DATA EXTRACT Block Start

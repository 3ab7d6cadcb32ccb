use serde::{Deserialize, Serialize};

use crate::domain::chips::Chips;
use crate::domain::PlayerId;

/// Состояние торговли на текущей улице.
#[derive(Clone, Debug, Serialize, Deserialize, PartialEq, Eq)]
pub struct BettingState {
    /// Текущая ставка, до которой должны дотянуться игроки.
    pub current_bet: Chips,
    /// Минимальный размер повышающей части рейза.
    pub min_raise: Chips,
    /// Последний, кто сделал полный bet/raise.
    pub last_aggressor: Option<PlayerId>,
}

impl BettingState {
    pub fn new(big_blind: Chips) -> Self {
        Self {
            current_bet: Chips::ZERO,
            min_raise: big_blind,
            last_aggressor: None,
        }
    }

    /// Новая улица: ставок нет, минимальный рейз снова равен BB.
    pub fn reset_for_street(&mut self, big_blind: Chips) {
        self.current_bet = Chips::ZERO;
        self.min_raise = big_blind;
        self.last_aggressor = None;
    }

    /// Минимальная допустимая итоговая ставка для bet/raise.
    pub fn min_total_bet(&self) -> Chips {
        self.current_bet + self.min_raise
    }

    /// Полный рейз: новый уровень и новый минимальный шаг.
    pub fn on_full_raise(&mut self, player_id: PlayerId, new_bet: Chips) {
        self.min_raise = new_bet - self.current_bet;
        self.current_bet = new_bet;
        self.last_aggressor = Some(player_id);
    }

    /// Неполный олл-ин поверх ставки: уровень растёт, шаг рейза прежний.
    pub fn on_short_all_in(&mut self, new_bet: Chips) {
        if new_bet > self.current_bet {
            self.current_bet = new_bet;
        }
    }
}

DATA EXTRACT Block End

• _PROMPT_:
Some lines in the records above contain "Deserialize". Count them and give the number only.

• _ANSWER BELOW_:
2